In a research note, Bernstein media analyst Peter Supino, also the moderator of the conference, wrote that the simplified offerings make the service easier for retail sales teams to sell, and attract customers. Coupled with investments in digital channels and distribution outlets that have improved customer service, those moves have resulted in increased gross customer additions.
In his note, Supino pointed out that AT&T previously lost share in every major market. Now they account for more than 35% of net additions in the postpaid home business, and have a market share of 27.4%.
“AT&T's value proposition in the market is better, the advertising is clearer, agents are more focused,” Supino wrote. “Net promoter scores have improved.”
But so far, those initiatives have resulted in just 2% EBITDA growth in Q1. But that should improve as AT&T continues to implement its $6 billion cost-cutting program that began in the second half of 2019. McElfresh added that AT&T plans to deliver not only higher subscriber counts, but ARPU and EBITDA growth.
"We're getting the scale that our distribution channel and our network deserves,” McElfresh said. “And as a result of that, we're seeing cost savings from our transformation efforts that are now beginning to drop to the bottom line.”
Key to that growth will be AT&T’s continued fiber buildout.
“Where AT&T deploys fiber, they win,” Supino wrote, adding that the technology drives better customer engagement, helps wireless and leads to better take up rates for its streaming service HBO Max.
McElfresh said that fiber deployment will mostly be in markets where it already offers a less competitive wireline service, but will include new markets as well.

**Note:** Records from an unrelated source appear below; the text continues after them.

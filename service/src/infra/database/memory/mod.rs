//! In-memory [`Database`] implementation.
//!
//! Keeps all the data in [`HashMap`]s behind a single store-wide lock, so a
//! transaction owns the whole store until it's committed or dropped.

mod impls;

use std::{collections::HashMap, future::Future, sync::Arc};

use derive_more::{Display, Error as StdError};
use tokio::sync::{Mutex, OwnedMutexGuard};
use tracerr::Traced;

use crate::{
    domain::{
        amenity, booking, city, customer, favorite, hotel, review, room,
        room_type, Amenity, Booking, City, Customer, Favorite, Hotel, Review,
        Room, RoomType,
    },
    infra::database,
    read,
};
#[cfg(doc)]
use crate::infra::Database;

/// In-memory [`Database`].
#[derive(Clone, Debug, Default)]
pub struct Memory<T = NonTx>(T);

/// Data stored in a [`Memory`] database.
#[derive(Clone, Debug, Default)]
pub struct State {
    /// Stored [`City`]s.
    cities: HashMap<city::Id, City>,

    /// Stored [`Hotel`]s.
    hotels: HashMap<hotel::Id, Hotel>,

    /// Stored [`RoomType`]s.
    room_types: HashMap<room_type::Id, RoomType>,

    /// Stored [`Amenity`]s.
    amenities: HashMap<amenity::Id, Amenity>,

    /// Stored [`Room`]s.
    rooms: HashMap<room::Id, Room>,

    /// Stored [`Customer`]s.
    customers: HashMap<customer::Id, Customer>,

    /// Stored [`Booking`]s.
    bookings: HashMap<booking::Id, Booking>,

    /// Stored [`Review`]s.
    reviews: HashMap<review::Id, Review>,

    /// Stored [`Favorite`]s.
    favorites: HashMap<favorite::Key, Favorite>,
}

impl State {
    /// Joins the provided [`Room`] with its [`RoomType`] and [`Amenity`]s.
    ///
    /// [`None`] if the [`RoomType`] is not stored.
    fn room_details(&self, room: &Room) -> Option<read::room::Details> {
        Some(read::room::Details {
            room: room.clone(),
            room_type: self.room_types.get(&room.type_id)?.clone(),
            amenities: room
                .amenities
                .iter()
                .filter_map(|id| self.amenities.get(id).cloned())
                .collect(),
        })
    }

    /// Returns [`read::room::Details`] of all the [`Room`]s ordered by their
    /// numbers.
    fn rooms_details(&self) -> Vec<read::room::Details> {
        let mut rooms = self
            .rooms
            .values()
            .filter_map(|r| self.room_details(r))
            .collect::<Vec<_>>();
        rooms.sort_by(|a, b| {
            a.room
                .number
                .cmp(&b.room.number)
                .then_with(|| a.room.id.cmp(&b.room.id))
        });
        rooms
    }

    /// Returns [`read::room::Details`] of the provided [`Hotel`]'s [`Room`]s
    /// ordered by their numbers.
    fn hotel_rooms(&self, hotel_id: hotel::Id) -> Vec<read::room::Details> {
        let mut rooms = self.rooms_details();
        rooms.retain(|r| r.room.hotel_id == hotel_id);
        rooms
    }

    /// Joins the provided [`Hotel`] with its [`City`] and the lowest price
    /// of its [`Room`]s.
    fn hotel_summary(&self, hotel: &Hotel) -> Option<read::hotel::Summary> {
        let city = self.cities.get(&hotel.city_id)?.clone();
        let rooms = self.hotel_rooms(hotel.id);
        Some(read::hotel::Summary::new(hotel.clone(), city, &rooms))
    }

    /// Joins the provided [`Booking`] with its [`Room`] and [`Hotel`].
    fn booking_details(
        &self,
        booking: &Booking,
    ) -> Option<read::booking::Details> {
        let room = self.room_details(self.rooms.get(&booking.room_id)?)?;
        Some(read::booking::Details {
            booking: booking.clone(),
            hotel: self.hotels.get(&room.room.hotel_id)?.clone(),
            room: room.room,
            room_type: room.room_type,
        })
    }
}

/// Access to the [`State`] of a [`Memory`] database.
pub trait Storage {
    /// Reads the [`State`] with the provided function.
    fn read<R>(
        &self,
        f: impl FnOnce(&State) -> R,
    ) -> impl Future<Output = Result<R, Traced<database::Error>>>;

    /// Modifies the [`State`] with the provided function.
    fn write<R>(
        &self,
        f: impl FnOnce(&mut State) -> Result<R, Error>,
    ) -> impl Future<Output = Result<R, Traced<database::Error>>>;
}

/// Non-transactional [`Storage`] applying changes immediately.
#[derive(Clone, Debug, Default)]
pub struct NonTx {
    /// Shared [`State`].
    state: Arc<Mutex<State>>,
}

impl Storage for NonTx {
    async fn read<R>(
        &self,
        f: impl FnOnce(&State) -> R,
    ) -> Result<R, Traced<database::Error>> {
        Ok(f(&*self.state.lock().await))
    }

    async fn write<R>(
        &self,
        f: impl FnOnce(&mut State) -> Result<R, Error>,
    ) -> Result<R, Traced<database::Error>> {
        f(&mut *self.state.lock().await)
            .map_err(tracerr::from_and_wrap!(=> Error))
            .map_err(tracerr::map_from)
    }
}

/// [`State`] changed inside a transaction.
#[derive(Debug)]
struct Staged {
    /// Guard holding the shared [`State`] for the whole transaction.
    guard: OwnedMutexGuard<State>,

    /// Copy of the shared [`State`] the changes are applied to.
    state: State,
}

/// Transactional [`Storage`] applying changes on [`Tx::commit()`].
///
/// Clones share the same transaction. Dropping the last clone without
/// committing discards the changes.
#[derive(Clone, Debug)]
pub struct Tx {
    /// [`Staged`] changes, or [`None`] once committed.
    inner: Arc<Mutex<Option<Staged>>>,
}

impl Tx {
    /// Begins a new [`Tx`] over the [`State`] of the provided [`NonTx`].
    async fn begin(non_tx: &NonTx) -> Self {
        let guard = Arc::clone(&non_tx.state).lock_owned().await;
        let state = guard.clone();
        Self {
            inner: Arc::new(Mutex::new(Some(Staged { guard, state }))),
        }
    }

    /// Commits this [`Tx`], making its changes visible.
    ///
    /// # Errors
    ///
    /// If this [`Tx`] is committed already.
    pub async fn commit(&self) -> Result<(), Traced<database::Error>> {
        let Staged { mut guard, state } = self
            .inner
            .lock()
            .await
            .take()
            .ok_or_else(|| tracerr::new!(Error::TxFinished))
            .map_err(tracerr::map_from)?;
        *guard = state;
        Ok(())
    }
}

impl Storage for Tx {
    async fn read<R>(
        &self,
        f: impl FnOnce(&State) -> R,
    ) -> Result<R, Traced<database::Error>> {
        let inner = self.inner.lock().await;
        let staged = inner
            .as_ref()
            .ok_or_else(|| tracerr::new!(Error::TxFinished))
            .map_err(tracerr::map_from)?;
        Ok(f(&staged.state))
    }

    async fn write<R>(
        &self,
        f: impl FnOnce(&mut State) -> Result<R, Error>,
    ) -> Result<R, Traced<database::Error>> {
        let mut inner = self.inner.lock().await;
        let staged = inner
            .as_mut()
            .ok_or_else(|| tracerr::new!(Error::TxFinished))
            .map_err(tracerr::map_from)?;
        f(&mut staged.state)
            .map_err(tracerr::from_and_wrap!(=> Error))
            .map_err(tracerr::map_from)
    }
}

/// In-memory [`Database`] error.
#[derive(Clone, Copy, Debug, Display, StdError)]
pub enum Error {
    /// Transaction is used after being committed.
    #[display("Transaction is already finished")]
    TxFinished,

    /// Stored data violates the named constraint.
    #[display("Constraint `{_0}` is violated")]
    ConstraintViolation(#[error(not(source))] &'static str),
}

impl Error {
    /// Checks whether this [`Error`] is a violation of the provided
    /// `constraint`.
    #[must_use]
    pub fn is_violation_of(&self, constraint: &str) -> bool {
        match self {
            Self::ConstraintViolation(c) => *c == constraint,
            Self::TxFinished => false,
        }
    }
}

“Well over half of our fiber investment is laying across brownfield or overbuild areas that we've not served effectively and have lost market share or are losing market share as a result of a noncompetitive product, as opposed to greenfield,” McElfresh said. “... As we gain more success, we will – with the right kind of penetration and ARPU mixes -- free up incremental capital dollars to maybe expand a little bit further into more true greenfield areas where we're not today.”